The shift to motion sensor- based sinks and paper-towel roll dispensers makes me nervous. On the one hand I recognize the usefulness of the paper towel machine controlling how much paper towel you get at once to help keep the wet-handed individual from ripping off half the roll to dry off his barely moistened fingertips.On the same hand I recognize the sanitary implications. Of the list of all the places to have extra handles, public restrooms aren't anywhere on it. On the other hand, the nervous one, the motion-sensor based interaction puts the user at the mercy, as it were, of the motion sensor screen, or the towel-dispensor's batteries. Once those batteries die, you're not getting any more paper. If the motion-sensor screen goes, no more water. Also, the lack of a hot/cold handle means that the sensor is choosing your water temperature for you and if you don't like it, you can lump it. Or not wash your hands. Or just carry around hand sanitizer. The marketplace corollary is the self-check out stations in supermarkets and other stores. Though I usually use a card, instead of cash, the times that I do actually use cash, there are specific requirements for those bills in order to be acceptable by the "bill acceptor" as the disembodied voice calls it. The bills need to be crisp, pointed the right way and inserted at the proper time. I've had several instances where trying to feed a particularly aged and crumpled dollar bill into the aforementioned acceptor has failed even though if the dollar bill was handed to a cashier, it would be treated as acceptable currency.

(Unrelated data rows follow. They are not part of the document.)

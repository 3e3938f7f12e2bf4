use super::{create_output, emit, ingest_auxiliary, validate_inputs, StageTracker};
use crate::registry::DataTask;
use crate::report::RunReport;
use anyhow::{Context, Result};
use async_trait::async_trait;
use chrono::Utc;
use recommend_indexer::{ActivityIndex, ActivitySource, EntityKind, PrimaryPipeline};
use recommend_search::{rank_top_k, score_projects, TaskSettings};
use std::path::{Path, PathBuf};

const NAME: &str = "ProjectRecommend";
const INPUT_ROLES: &[&str] = &["project", "idea", "comment", "project relation"];

/// "Projects to join": ranks projects by the ideas, comments and follows/joins they receive.
#[derive(Debug, Clone)]
pub struct ProjectRecommendTask {
    settings: TaskSettings,
    workers: usize,
}

impl ProjectRecommendTask {
    pub fn new(settings: TaskSettings, workers: usize) -> Self {
        Self { settings, workers }
    }
}

#[async_trait]
impl DataTask for ProjectRecommendTask {
    fn name(&self) -> &'static str {
        NAME
    }

    fn input_roles(&self) -> &'static [&'static str] {
        INPUT_ROLES
    }

    async fn run(&self, inputs: &[PathBuf], output: &Path, arg: Option<&str>) -> Result<RunReport> {
        let mut stages = StageTracker::start(NAME);
        if let Some(arg) = arg {
            log::debug!("{NAME}: argument {arg:?}");
        }
        validate_inputs(NAME, INPUT_ROLES, inputs, output)?;
        let (projects, ideas, comments, relations) =
            (&inputs[0], &inputs[1], &inputs[2], &inputs[3]);

        stages.advance();
        let mut index = ActivityIndex::new();
        let auxiliary = ingest_auxiliary(
            &mut index,
            &[
                (ideas.as_path(), ActivitySource::ProjectIdeas),
                (comments.as_path(), ActivitySource::ProjectComments),
                (relations.as_path(), ActivitySource::ProjectRelations),
            ],
        )
        .await?;
        let file = create_output(output)?;

        stages.advance();
        let pipeline = PrimaryPipeline::new(EntityKind::Project, self.workers);
        let (profiles, primary) = pipeline
            .run(projects, index.take_profiles())
            .await
            .with_context(|| format!("Failed to ingest {}", projects.display()))?;

        stages.advance();
        index.restore_profiles(profiles);
        log::debug!(
            "{NAME}: {} workers done, {} projects",
            primary.workers,
            index.profiles().len()
        );

        stages.advance();
        let scored = score_projects(&index, &self.settings.weights, Utc::now());
        let candidates = scored.len();

        stages.advance();
        let ranked = rank_top_k(scored, "score", self.settings.max_output_count)?;

        stages.advance();
        let emitted = emit(file, output, &ranked)?;

        stages.advance();
        Ok(RunReport {
            task: NAME.to_string(),
            auxiliary,
            primary,
            candidates,
            emitted,
            output: output.to_path_buf(),
            time_ms: stages.elapsed_ms(),
        })
    }
}
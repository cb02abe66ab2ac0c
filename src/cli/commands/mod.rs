pub mod backfill;
pub mod enrich;
pub mod fetch;
pub mod init;
pub mod status;
pub mod summarize;
pub mod validate;
//! Backfill Command
//!
//! Re-drives enrichment over the validation worklist.

use console::style;

use crate::cli::util::AppContext;
use crate::pipeline::BackfillOptions;
use crate::pipeline::validation::MissingCategory;
use crate::types::{Result, SyncError};

pub async fn run(
    ctx: &AppContext,
    category: &str,
    batch_size: Option<usize>,
    workers: Option<usize>,
    dry_run: bool,
) -> Result<()> {
    let category = MissingCategory::parse(category).ok_or_else(|| {
        SyncError::Config(format!(
            "unknown category '{category}' (expected one of: {})",
            MissingCategory::ALL
                .iter()
                .map(|c| c.as_str())
                .collect::<Vec<_>>()
                .join(", ")
        ))
    })?;

    let options = BackfillOptions {
        category,
        batch_size: batch_size.unwrap_or(ctx.config.backfill.batch_size),
        workers: workers.unwrap_or(ctx.config.backfill.workers),
        dry_run,
    };

    let outcome = ctx.backfill_stage().run(&options).await?;
    if outcome.dry_run {
        println!(
            "{}: {} entities missing {} ({} modern, {} historical); batch would process {}",
            style("Dry run").yellow().bold(),
            outcome.modern + outcome.historical,
            category,
            outcome.modern,
            outcome.historical,
            outcome.worklist_size,
        );
    } else {
        println!(
            "{}: {} processed, {} failed",
            style("Backfill complete").green().bold(),
            outcome.stats.processed,
            outcome.stats.failed,
        );
    }
    Ok(())
}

Its is the homogenization or strict guidelines that these type of encounters require that makes me nervous. It's sort of the logical conclusion of the Industrial Revolution. Starting with Henry Ford and the assembly line and moving to Taylor and the Gilbraiths with motion study (the best way to do work) whose work paved the way for robots who can do the same exact repetitive task for hours without tiring or making a mistake. We are moving from having our work performed by robots/automated processes to being expected to make certain of our actions robotic in order to interact with everyday systems. Driving is different because while you can drive like a fool, following the laws of the road make sure you, and other around you, don't die. The automated systems we interact with are programmed to expect an exact, precise input (crisp dollar bills) which is an additional expectation to just having cash. Now there is a requirement for a particular type of cash (crisp, precise and not run through a cycle of laundry). The cash feeder has no compassion, or use, for the crumpled up, taped dollar bill.While the towel dispenser and faucet are more forgiving, the attitude of expectation is what makes me nervous. I'm used to sticking my hands underneath the interface and getting output.What happens when that input (sticking my hands out) fails? Either a specialist fixes the screen or you get a new faucet, chucking the old one (which is a whole other level of obsolescence-planned or otherwise).
What I'm nervous about is the casual acceptance of interfaces to help us accomplish our work without thinking about the consequences of using/incorporating those interfaces into daily life. I've got nothing against self-check out stations. But the fact that the machine treats different types of currency differently than a person does/would, matters and should not be ignored.